Alberto Manguel: uma vida à volta dos livros
Alberto Manguel - nasceu em Buenos Aires em 1948.
O argentino Alberto Manguel, ou melhor, o cidadão do mundo Alberto Manguel esteve na Biblioteca Municipal da Figueira da Foz, nas 5.as de Leitura, no dia 30 de abril.
E para quem, como eu, lá foi para ouvir o escritor,
rapidamente percebeu que Nuno Camarneiro, o moderador, começava a levar a
conversa noutro rumo. Demos connosco, para início, em Israel, onde Manguel viveu a sua
infância, pois o seu pai era ali o embaixador da Argentina. Depois saltámos
para o seu país, para Buenos Aires, na adolescência e juventude, e de seguida
para outros, muitos outros locais, pois tantos foram os poisos desta figura
incontornável daquele país sul-americano.
E estou com isto a dizer que este fluir, esta interação, ficou aquém do esperado? Claro que não. Foi um trajeto diferente, mas
igualmente recheado de conteúdos do escritor, do tradutor, do ensaista, afinal, do homem de
cultura e de um bom contador de histórias.

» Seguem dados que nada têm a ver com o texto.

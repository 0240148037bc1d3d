//! # Error Types
//!
//! Custom error types for ROV Link using `thiserror`.
//!
//! Frame and command rejections live next to the code that produces them
//! ([`FrameError`](crate::protocol::packet::FrameError),
//! [`CommandConflict`](crate::motor::CommandConflict)); they are dropped
//! locally and never travel through this type.

use thiserror::Error;

use crate::relay::peer::PeerAddress;

/// Main error type for ROV Link
#[derive(Debug, Error)]
pub enum RovLinkError {
    /// Long-range radio could not be brought up at boot
    #[error("Transport initialization failed: {0}")]
    TransportInit(String),

    /// Long-range radio runtime errors
    #[error("Radio error: {0}")]
    Radio(String),

    /// Serial port errors
    #[error("Serial error: {0}")]
    Serial(String),

    /// Short-range relay channel errors (send failures included)
    #[error("Relay error: {0}")]
    Relay(String),

    /// Peer is already registered in the short-range peer table
    #[error("Peer {0} is already registered")]
    DuplicatePeer(PeerAddress),

    /// Peer has no known endpoint or is not registered
    #[error("Unknown peer {0}")]
    UnknownPeer(PeerAddress),

    /// Malformed hardware address text
    #[error("Invalid peer address: {0}")]
    InvalidPeerAddress(String),

    /// GPIO access errors
    #[error("GPIO error: {0}")]
    Gpio(String),

    /// PWM access errors
    #[error("PWM error: {0}")]
    Pwm(String),

    /// Configuration errors
    #[error("Configuration error: {0}")]
    Config(#[from] toml::de::Error),

    /// I/O errors
    #[error("I/O error: {0}")]
    Io(#[from] std::io::Error),
}

/// Result type alias for ROV Link
pub type Result<T> = std::result::Result<T, RovLinkError>;
//! # CRC16-CCITT (reflected) Implementation
//!
//! CRC16 checksum protecting the 4 payload bytes of a command frame.
//!
//! **Polynomial**: 0x1021 (x^16 + x^12 + x^5 + 1)
//! **Initial Value**: 0xFFFF
//! **Final XOR**: 0x0000
//! **Reflected**: input and output (the MCRF4XX parameter set)

/// CRC16-CCITT polynomial in normal (MSB-first) notation
pub const CRC16_POLY: u16 = 0x1021;

/// CRC16 initial register value
pub const CRC16_INIT: u16 = 0xFFFF;

/// CRC16 final XOR value
pub const CRC16_XOR_OUT: u16 = 0x0000;

/// Polynomial bit-reversed for the LSB-first (reflected) register
const CRC16_POLY_REFLECTED: u16 = CRC16_POLY.reverse_bits();

/// Precomputed CRC16 lookup table for fast calculation
const CRC16_TABLE: [u16; 256] = generate_crc16_table();

/// Generate reflected CRC16 lookup table at compile time
const fn generate_crc16_table() -> [u16; 256] {
    let mut table = [0u16; 256];
    let mut i = 0;

    while i < 256 {
        let mut crc = i as u16;
        let mut j = 0;

        while j < 8 {
            if (crc & 0x0001) != 0 {
                crc = (crc >> 1) ^ CRC16_POLY_REFLECTED;
            } else {
                crc >>= 1;
            }
            j += 1;
        }

        table[i] = crc;
        i += 1;
    }

    table
}

/// Calculate reflected CRC16-CCITT checksum using lookup table
///
/// # Arguments
///
/// * `data` - Byte slice to calculate CRC for (the frame payload)
///
/// # Returns
///
/// * `u16` - Calculated checksum, transmitted big-endian on the wire
///
/// # Examples
///
/// ```
/// use rov_link::protocol::crc::crc16_ccitt;
///
/// assert_eq!(crc16_ccitt(b"123456789"), 0x6F91);
/// ```
pub fn crc16_ccitt(data: &[u8]) -> u16 {
    let mut crc = CRC16_INIT;

    for &byte in data {
        crc = (crc >> 8) ^ CRC16_TABLE[((crc ^ byte as u16) & 0x00FF) as usize];
    }

    crc ^ CRC16_XOR_OUT
}

/// Bit-at-a-time reference implementation, used to check the table
#[allow(dead_code)]
fn crc16_ccitt_slow(data: &[u8]) -> u16 {
    let mut crc = CRC16_INIT;

    for &byte in data {
        crc ^= byte as u16;

        for _ in 0..8 {
            if (crc & 0x0001) != 0 {
                crc = (crc >> 1) ^ CRC16_POLY_REFLECTED;
            } else {
                crc >>= 1;
            }
        }
    }

    crc ^ CRC16_XOR_OUT
}

#[cfg(test)]
mod tests {
    use super::*;

    #[test]
    fn test_crc16_empty_is_init() {
        assert_eq!(crc16_ccitt(&[]), CRC16_INIT);
    }

    #[test]
    fn test_crc16_check_value() {
        // Standard check string for CRC-16/MCRF4XX
        assert_eq!(crc16_ccitt(b"123456789"), 0x6F91);
        assert_eq!(crc16_ccitt_slow(b"123456789"), 0x6F91);
    }

    #[test]
    fn test_reflected_polynomial() {
        assert_eq!(CRC16_POLY_REFLECTED, 0x8408);
    }

    #[test]
    fn test_crc16_lookup_table_matches_slow() {
        let test_data = [
            vec![0x45, 0x00, 0x00, 0x00],
            vec![0x45, 0x05, 0x01, 0x01],
            vec![0xFF, 0xFE, 0xFD, 0xFC],
            vec![0x00; 4],
            vec![0xFF; 10],
        ];

        for data in test_data.iter() {
            assert_eq!(
                crc16_ccitt(data),
                crc16_ccitt_slow(data),
                "CRC mismatch for data: {:?}",
                data
            );
        }
    }

    #[test]
    fn test_crc16_changes_with_data() {
        let crc1 = crc16_ccitt(&[0x45, 0x01, 0x00, 0x00]);
        let crc2 = crc16_ccitt(&[0x45, 0x02, 0x00, 0x00]);

        assert_ne!(crc1, crc2, "CRC should change when data changes");
    }
}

Foi excelente, esta incursão pelos caminhos que a vida lhe foi
tecendo. Foi deliciosa a abordagem que Manguel fez ao facto de ter sido leitor
privativo, na sua juventude, de Jorge Luís Borges, um seu conterrâneo, que viu nele
a pessoa indicada para lhe ler livros quando estava quase cego. Manguel trabalhava
então numa livraria de Buenos Aires.
Mas um outro aspeto peculiar e logo a abrir, foi o da importância
que ele atribuiu ao facto de ter sido a sua ama, uma mulher checa, a pô-lo em
contacto com autores alemães, cujos textos, essencialmente poemas, ele decorava
e começou a declamar. Quiçá, terá sido aí que se iniciou a sua paixão pelos
livros, pela leitura e pela escrita.
Deixou, igualmente, algumas notas acerca da sua faceta de
tradutor. E, com a sabedoria de quem sabe do que fala, disse à plateia que ali
foi para o ouvir, que um livro traduzido não é mais do que uma outra (e diferente) versão do
original, esta escrita pelo tradutor. Sustentou isso com a dificuldade que de
facto existe, nesta função, em encontrar as palavras que melhor se adequem e
correspondam ao pensamento do autor. Ele próprio, confessou, que, algumas
vezes, alterou frases de tradutores de obras suas.
E a conversa fluiu por mais de uma hora em bom ritmo e com bons
conteúdos, não sem uma passagem por Lisboa e pelo facto de Manguel, que doou a sua
biblioteca pessoal à cidade, não deixar de dizer que já lá vão seis anos sobre
tal doação mas a biblioteca nunca mais fica pronta.
— É como as obras de Santa Engrácia — confessou com um
sorriso que alastrou à sala. — Doei uns quarenta mil livros e agora já serão
uns cinquenta mil.
Valeu a pena, mais esta sessão? Com certeza.
Está de parabéns a Biblioteca Municipal da Figueira pelas 5.as de Leitura, que têm decorrido, sensivelmente, a um ritmo mensal, e o Nuno Camarneiro que tem conduzido estas últimas sessões.